- [What you will do]
Needed from the entries below: every line that holds the word "PathBuf".

- [Records provided]
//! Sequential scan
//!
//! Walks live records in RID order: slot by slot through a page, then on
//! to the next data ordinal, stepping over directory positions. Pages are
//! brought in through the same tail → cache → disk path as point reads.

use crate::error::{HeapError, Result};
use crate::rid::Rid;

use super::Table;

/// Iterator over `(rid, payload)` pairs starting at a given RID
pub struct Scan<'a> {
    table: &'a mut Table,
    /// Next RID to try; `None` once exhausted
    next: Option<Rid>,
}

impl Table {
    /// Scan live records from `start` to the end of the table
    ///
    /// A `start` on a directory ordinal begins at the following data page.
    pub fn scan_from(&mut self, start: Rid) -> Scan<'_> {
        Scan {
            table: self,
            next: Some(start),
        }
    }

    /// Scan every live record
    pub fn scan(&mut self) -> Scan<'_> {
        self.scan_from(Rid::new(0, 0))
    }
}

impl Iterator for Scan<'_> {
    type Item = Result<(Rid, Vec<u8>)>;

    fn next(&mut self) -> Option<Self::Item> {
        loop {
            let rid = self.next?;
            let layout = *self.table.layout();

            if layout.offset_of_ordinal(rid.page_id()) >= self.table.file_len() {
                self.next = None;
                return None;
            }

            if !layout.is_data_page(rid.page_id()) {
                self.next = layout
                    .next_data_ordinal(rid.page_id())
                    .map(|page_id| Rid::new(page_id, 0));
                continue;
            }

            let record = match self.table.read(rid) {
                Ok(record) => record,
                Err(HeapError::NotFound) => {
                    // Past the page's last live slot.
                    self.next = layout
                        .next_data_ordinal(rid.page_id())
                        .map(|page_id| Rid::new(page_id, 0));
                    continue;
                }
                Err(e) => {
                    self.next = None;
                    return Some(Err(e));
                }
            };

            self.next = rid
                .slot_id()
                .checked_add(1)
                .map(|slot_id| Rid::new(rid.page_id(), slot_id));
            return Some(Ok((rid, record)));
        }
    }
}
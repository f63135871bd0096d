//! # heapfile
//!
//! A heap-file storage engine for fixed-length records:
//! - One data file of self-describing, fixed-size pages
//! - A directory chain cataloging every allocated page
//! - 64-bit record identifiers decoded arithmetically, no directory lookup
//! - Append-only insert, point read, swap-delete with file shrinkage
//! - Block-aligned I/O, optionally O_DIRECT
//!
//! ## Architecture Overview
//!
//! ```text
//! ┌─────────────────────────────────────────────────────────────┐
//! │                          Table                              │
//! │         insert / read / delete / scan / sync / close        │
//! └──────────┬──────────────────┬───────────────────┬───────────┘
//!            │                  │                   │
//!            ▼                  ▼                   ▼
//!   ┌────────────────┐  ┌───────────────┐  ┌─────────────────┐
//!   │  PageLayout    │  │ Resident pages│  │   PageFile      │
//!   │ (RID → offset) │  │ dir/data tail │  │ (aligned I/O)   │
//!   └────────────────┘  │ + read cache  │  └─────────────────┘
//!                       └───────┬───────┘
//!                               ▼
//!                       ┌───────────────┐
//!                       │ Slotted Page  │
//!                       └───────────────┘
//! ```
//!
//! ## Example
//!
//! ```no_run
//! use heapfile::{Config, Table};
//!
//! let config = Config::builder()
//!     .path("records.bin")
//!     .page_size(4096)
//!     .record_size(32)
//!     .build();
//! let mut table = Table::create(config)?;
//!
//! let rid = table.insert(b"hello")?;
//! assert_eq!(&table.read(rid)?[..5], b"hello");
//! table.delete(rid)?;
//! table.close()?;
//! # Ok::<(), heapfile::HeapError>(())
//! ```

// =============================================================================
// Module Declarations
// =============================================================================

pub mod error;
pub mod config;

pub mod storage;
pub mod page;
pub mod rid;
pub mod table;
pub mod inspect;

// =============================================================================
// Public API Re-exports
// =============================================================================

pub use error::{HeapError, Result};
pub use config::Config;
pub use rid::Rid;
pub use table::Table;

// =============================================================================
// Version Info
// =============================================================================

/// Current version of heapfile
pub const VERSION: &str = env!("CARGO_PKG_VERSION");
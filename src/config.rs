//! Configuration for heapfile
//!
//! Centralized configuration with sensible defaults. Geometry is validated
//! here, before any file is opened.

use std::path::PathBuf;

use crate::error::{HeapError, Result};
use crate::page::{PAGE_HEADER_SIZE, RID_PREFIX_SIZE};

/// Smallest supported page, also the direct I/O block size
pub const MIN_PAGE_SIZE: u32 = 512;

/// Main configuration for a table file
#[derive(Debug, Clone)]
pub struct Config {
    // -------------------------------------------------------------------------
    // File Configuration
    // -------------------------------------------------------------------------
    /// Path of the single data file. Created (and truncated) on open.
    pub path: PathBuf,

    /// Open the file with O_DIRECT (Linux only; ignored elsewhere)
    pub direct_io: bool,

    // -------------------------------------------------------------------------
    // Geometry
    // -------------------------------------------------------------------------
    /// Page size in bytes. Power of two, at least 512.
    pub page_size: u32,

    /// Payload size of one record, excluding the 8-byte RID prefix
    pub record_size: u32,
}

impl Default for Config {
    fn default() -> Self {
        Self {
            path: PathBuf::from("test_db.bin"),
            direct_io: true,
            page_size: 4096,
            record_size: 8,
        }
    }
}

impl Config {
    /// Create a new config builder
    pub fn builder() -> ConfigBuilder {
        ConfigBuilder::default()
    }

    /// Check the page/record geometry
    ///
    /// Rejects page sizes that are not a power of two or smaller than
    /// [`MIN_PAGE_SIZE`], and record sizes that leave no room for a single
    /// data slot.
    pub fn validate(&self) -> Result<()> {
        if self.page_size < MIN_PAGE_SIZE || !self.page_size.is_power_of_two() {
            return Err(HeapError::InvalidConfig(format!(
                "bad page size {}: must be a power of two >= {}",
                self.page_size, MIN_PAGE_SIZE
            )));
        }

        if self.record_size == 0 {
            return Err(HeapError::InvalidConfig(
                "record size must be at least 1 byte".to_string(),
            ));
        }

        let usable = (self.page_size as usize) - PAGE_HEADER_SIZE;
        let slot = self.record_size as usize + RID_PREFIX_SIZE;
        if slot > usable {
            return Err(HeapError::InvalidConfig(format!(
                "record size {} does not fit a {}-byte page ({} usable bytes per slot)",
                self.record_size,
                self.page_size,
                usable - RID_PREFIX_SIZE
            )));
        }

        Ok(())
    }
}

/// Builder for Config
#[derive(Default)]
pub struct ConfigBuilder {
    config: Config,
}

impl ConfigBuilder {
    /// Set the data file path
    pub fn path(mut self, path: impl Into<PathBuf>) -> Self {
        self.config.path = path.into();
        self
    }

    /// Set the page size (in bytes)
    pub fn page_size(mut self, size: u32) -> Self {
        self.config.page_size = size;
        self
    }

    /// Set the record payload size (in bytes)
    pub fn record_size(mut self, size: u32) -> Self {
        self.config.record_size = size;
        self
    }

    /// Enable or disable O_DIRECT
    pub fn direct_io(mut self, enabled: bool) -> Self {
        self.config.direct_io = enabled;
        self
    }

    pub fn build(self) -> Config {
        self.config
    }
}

- [Answer to this problem]
use std::path::PathBuf;
    pub path: PathBuf,
            path: PathBuf::from("test_db.bin"),
    pub fn path(mut self, path: impl Into<PathBuf>) -> Self {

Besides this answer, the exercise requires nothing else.